Phase 3 of the MCU is now over, and the finale has done far more than to live up to all the wonderful entries that preceded it. "Endgame" is not simply an incredible movie: it is proof regarding just how incredible people can be. Life is one damn thing after another, and the sky is always falling, and while too many people claim that Captain America is an archaic relic from good old days that never existed, and while so many people, battered and bruised by the exhausting conflicts, cynicism, and hopelessness of the present, scoff at the ideals of Life, Liberty, and the Pursuit of Happiness, of Truth, Justice, and the American Way... it seems that the reason why so many people refuse to believe that tomorrow can be a better day is perhaps because so many people are afraid of believing in something only to end up hurt and disappointed by said hope. And yet... and yet people all over the world spend their hard earned moolah to see Gods, Monsters, and Magic upon the Silver Screen, to witness the essential truth tucked within all of the fantastical costumes, special effects, and fight sequences: that it is worth protecting those who cannot protect themselves, and that it is always worthwhile to stand up to the bullies. For all of the people who will not allow themselves to believe in the not simply American but rather universal values of the Avengers, of Marvel Studios and Comics, and of superhero mythology in general... for all of those scared, defeated, and injured people, there will always be people who refuse to stay down and who eagerly await the next opportunity to prevail over what onerous challenge shall inevitably fall upon them. I believe that this is the message that the films of Marvel Studios have been delivering since the very beginning, when a seemingly washed up, past his prime, ex-alcoholic jail bird named Robert Downey Jr soared to virtually impossible heights as Iron Man, and I believe that this is what has led to Marvel Studios' unprecedented success. The sagas, legends, and epics of soldiers, cyborgs, aliens, warriors, and gods are simply grandiose reflections and imitations that we ordinary people call simply ordinary life. Within the ordinary is hidden the extraordinary.

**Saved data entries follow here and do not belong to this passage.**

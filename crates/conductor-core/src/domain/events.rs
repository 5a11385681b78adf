//! Domain events, appended to the `EventSink` as state changes happen.
//!
//! The sink is write-only from the scheduler's point of view: nothing here is
//! read back while making a scheduling decision.

use chrono::{DateTime, Utc};
use serde::{Deserialize, Serialize};
use std::collections::BTreeSet;

use super::{Capability, ExecutionId, ExecutionPhase, LeaseToken, TaskId, TaskState, WorkerId};

#[derive(Debug, Clone, PartialEq, Eq, Serialize, Deserialize)]
#[serde(tag = "type", rename_all = "snake_case")]
pub enum DomainEvent {
    ExecutionSubmitted {
        execution_id: ExecutionId,
        objective: String,
        task_count: usize,
        at: DateTime<Utc>,
    },
    TaskTransitioned {
        execution_id: ExecutionId,
        task_id: TaskId,
        from: TaskState,
        to: TaskState,
        attempt: u32,
    },
    LeaseGranted {
        token: LeaseToken,
        task_id: TaskId,
        worker_id: WorkerId,
        expires_at: DateTime<Utc>,
    },
    LeaseReleased {
        token: LeaseToken,
        task_id: TaskId,
        worker_id: WorkerId,
    },
    WorkerRegistered {
        worker_id: WorkerId,
        capabilities: BTreeSet<Capability>,
        at: DateTime<Utc>,
    },
    WorkerUnreachable {
        worker_id: WorkerId,
        last_heartbeat_at: DateTime<Utc>,
    },
    ExecutionFinished {
        execution_id: ExecutionId,
        phase: ExecutionPhase,
        at: DateTime<Utc>,
    },
}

The extraordinary reception and financial success of "Endgame" is proof of two things: One, that Marvel has become a titan among studios around the world, in part, because they have simply given fans what they want and need to see, and two, because the fans have made it so. In bringing such heroes to screens across the entire globe, fans have taken the courageous step away from the fear that is cynicism to the hope that is the Hero's Quest. Compassion, bravery, selflessness, generosity, love: the greatest super powers of them all. No studio other than Marvel has done as much to show that the powers that we take for granted are the ones that we will always treasure most, no matter what.